As society and business have grown increasingly digital in nature, the demand for connected software has exploded. In turn, the application programming interface (API) has emerged as an important resource for modern organizations because it facilitates software connections. But managing these APIs effectively has proven a new challenge. Getting the best value from your APIs means learning how to manage their design, development, deployment, growth, quality, and security while dealing with the complicating factors of context, time, and scale.

Who Should Read This Book

If you are just starting to build an API program and want to understand the work ahead of you, or if you already have APIs but want to learn how to manage them better, then this is the book for you.

In this book, we’ve tried to build an API management framework that can be applied to more than one context. In these pages you’ll find guidance that will help you to manage a single API that you want to share with developers around the world, as well as advice for building a complex set of APIs in a microservice architecture designed only for internal developers—and everything in between.

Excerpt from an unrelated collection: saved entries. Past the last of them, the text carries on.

//! End-to-end forwarding tests.
//!
//! A wiremock backend stands in for each tier; the gateway must relay
//! method, path, query, headers and body to it and relay its response
//! back unchanged.

#![allow(clippy::unwrap_used, clippy::expect_used, clippy::indexing_slicing)]

use futures::future::join_all;
use gw_test_utils::{TestGateway, TestTokenBuilder};
use reqwest::StatusCode;
use serde_json::json;
use wiremock::matchers::{body_string, header, method, path, query_param};
use wiremock::{Mock, MockServer, ResponseTemplate};

// ============================================================================
// Request preservation
// ============================================================================

#[tokio::test]
async fn test_forwards_method_path_query_and_body() -> Result<(), anyhow::Error> {
    let backend = MockServer::start().await;
    Mock::given(method("POST"))
        .and(path("/orders"))
        .and(query_param("x", "1"))
        .and(body_string("order-payload"))
        .respond_with(ResponseTemplate::new(201).set_body_string("created"))
        .expect(1)
        .mount(&backend)
        .await;

    let gateway = TestGateway::spawn(&[("gold", &backend.uri())]).await?;
    let token = TestTokenBuilder::new().with_tier("gold").mint();

    let response = reqwest::Client::new()
        .post(format!("{}/orders?x=1", gateway.url()))
        .bearer_auth(token)
        .body("order-payload")
        .send()
        .await?;

    assert_eq!(response.status(), StatusCode::CREATED);
    assert_eq!(response.text().await?, "created");
    Ok(())
}

#[tokio::test]
async fn test_forwards_request_headers() -> Result<(), anyhow::Error> {
    let backend = MockServer::start().await;
    Mock::given(method("GET"))
        .and(path("/orders"))
        .and(header("x-request-id", "abc-123"))
        .respond_with(ResponseTemplate::new(200))
        .expect(1)
        .mount(&backend)
        .await;

    let gateway = TestGateway::spawn(&[("gold", &backend.uri())]).await?;
    let token = TestTokenBuilder::new().with_tier("gold").mint();

    let response = reqwest::Client::new()
        .get(format!("{}/orders", gateway.url()))
        .bearer_auth(token)
        .header("x-request-id", "abc-123")
        .send()
        .await?;

    assert_eq!(response.status(), StatusCode::OK);
    Ok(())
}

// ============================================================================
// Response relay
// ============================================================================

#[tokio::test]
async fn test_relays_backend_status_headers_and_body() -> Result<(), anyhow::Error> {
    let backend = MockServer::start().await;
    Mock::given(method("GET"))
        .and(path("/orders"))
        .respond_with(
            ResponseTemplate::new(418)
                .insert_header("x-backend", "a")
                .set_body_string("teapot"),
        )
        .mount(&backend)
        .await;

    let gateway = TestGateway::spawn(&[("gold", &backend.uri())]).await?;
    let token = TestTokenBuilder::new().with_tier("gold").mint();

    let response = reqwest::Client::new()
        .get(format!("{}/orders", gateway.url()))
        .bearer_auth(token)
        .send()
        .await?;

    // Status and body pass through verbatim, non-2xx included.
    assert_eq!(response.status(), StatusCode::IM_A_TEAPOT);
    assert_eq!(
        response.headers().get("x-backend").map(|v| v.as_bytes()),
        Some(&b"a"[..])
    );
    assert_eq!(response.text().await?, "teapot");
    Ok(())
}

// ============================================================================
// Tier claim failures
// ============================================================================

#[tokio::test]
async fn test_unknown_tier_is_403() -> Result<(), anyhow::Error> {
    let backend = MockServer::start().await;
    let gateway = TestGateway::spawn(&[("gold", &backend.uri())]).await?;

    let token = TestTokenBuilder::new().with_tier("platinum").mint();

    let response = reqwest::Client::new()
        .get(format!("{}/orders", gateway.url()))
        .bearer_auth(token)
        .send()
        .await?;

    assert_eq!(response.status(), StatusCode::FORBIDDEN);
    let body: serde_json::Value = response.json().await?;
    assert_eq!(body["error"]["code"].as_str(), Some("UNKNOWN_TIER"));
    Ok(())
}

#[tokio::test]
async fn test_missing_tier_claim_is_400() -> Result<(), anyhow::Error> {
    let backend = MockServer::start().await;
    let gateway = TestGateway::spawn(&[("gold", &backend.uri())]).await?;

    // Validly signed, no tier claim at all.
    let token = TestTokenBuilder::new().mint();

    let response = reqwest::Client::new()
        .get(format!("{}/orders", gateway.url()))
        .bearer_auth(token)
        .send()
        .await?;

    assert_eq!(response.status(), StatusCode::BAD_REQUEST);
    let body: serde_json::Value = response.json().await?;
    assert_eq!(body["error"]["code"].as_str(), Some("MISSING_TIER"));
    Ok(())
}

#[tokio::test]
async fn test_non_string_tier_claim_is_400() -> Result<(), anyhow::Error> {
    let backend = MockServer::start().await;
    let gateway = TestGateway::spawn(&[("gold", &backend.uri())]).await?;

    let token = TestTokenBuilder::new().with_claim("tier", json!(3)).mint();

    let response = reqwest::Client::new()
        .get(format!("{}/orders", gateway.url()))
        .bearer_auth(token)
        .send()
        .await?;

    assert_eq!(response.status(), StatusCode::BAD_REQUEST);
    let body: serde_json::Value = response.json().await?;
    assert_eq!(body["error"]["code"].as_str(), Some("INVALID_TIER"));
    Ok(())
}

// ============================================================================
// Upstream failures
// ============================================================================

#[tokio::test]
async fn test_unreachable_backend_is_502_without_leaking_detail() -> Result<(), anyhow::Error> {
    // Nothing listens on this port; connections are refused.
    let gateway = TestGateway::spawn(&[("gold", "http://127.0.0.1:9")]).await?;

    let token = TestTokenBuilder::new().with_tier("gold").mint();

    let response = reqwest::Client::new()
        .get(format!("{}/orders", gateway.url()))
        .bearer_auth(token)
        .send()
        .await?;

    assert_eq!(response.status(), StatusCode::BAD_GATEWAY);

    let body = response.text().await?;
    assert!(
        !body.contains("refused") && !body.contains("127.0.0.1:9"),
        "502 body must not carry the raw connection error, got: {body}"
    );

    let parsed: serde_json::Value = serde_json::from_str(&body)?;
    assert_eq!(
        parsed["error"]["code"].as_str(),
        Some("UPSTREAM_UNAVAILABLE")
    );
    Ok(())
}

// ============================================================================
// Concurrency
// ============================================================================

#[tokio::test]
async fn test_concurrent_tiers_route_to_their_own_backends() -> Result<(), anyhow::Error> {
    // Each tier gets a backend that only answers with its own name; any
    // cross-contamination of targets or claims shows up as a wrong body.
    let tiers = ["bronze", "silver", "gold", "platinum"];

    let mut backends = Vec::new();
    for tier in tiers {
        let backend = MockServer::start().await;
        Mock::given(method("GET"))
            .and(path("/whoami"))
            .respond_with(ResponseTemplate::new(200).set_body_string(tier))
            .mount(&backend)
            .await;
        backends.push(backend);
    }

    let uris: Vec<String> = backends.iter().map(MockServer::uri).collect();
    let routes: Vec<(&str, &str)> = tiers
        .iter()
        .zip(uris.iter())
        .map(|(tier, uri)| (*tier, uri.as_str()))
        .collect();

    let gateway = TestGateway::spawn(&routes).await?;
    let client = reqwest::Client::new();

    let requests = tiers.iter().cycle().take(40).map(|&tier| {
        let client = client.clone();
        let url = format!("{}/whoami", gateway.url());
        let token = TestTokenBuilder::new().with_tier(tier).mint();
        async move {
            let response = client.get(url).bearer_auth(token).send().await?;
            let status = response.status();
            let body = response.text().await?;
            Ok::<(StatusCode, String, &str), anyhow::Error>((status, body, tier))
        }
    });

    for result in join_all(requests).await {
        let (status, body, tier) = result?;
        assert_eq!(status, StatusCode::OK);
        assert_eq!(body, tier, "response body must match the requested tier");
    }
    Ok(())
}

We’ve also written this book to be as technologically neutral as possible. The advice and analysis we provide is applicable to any API-based architecture, including HTTP CRUD, REST, GraphQL, and event-driven styles of interaction. This is a book for anyone who wants to improve the decisions being made about their APIs.

What’s in This Book

This book contains our collective knowledge from many years spent designing, developing, and improving APIs—both our own and others’. We’ve distilled all that experience into this book. We’ve identified two core factors for effective API development: adopting a product perspective and implementing the right kind of team. We’ve also identified three essential factors for managing that work: governance, product maturity, and landscape design.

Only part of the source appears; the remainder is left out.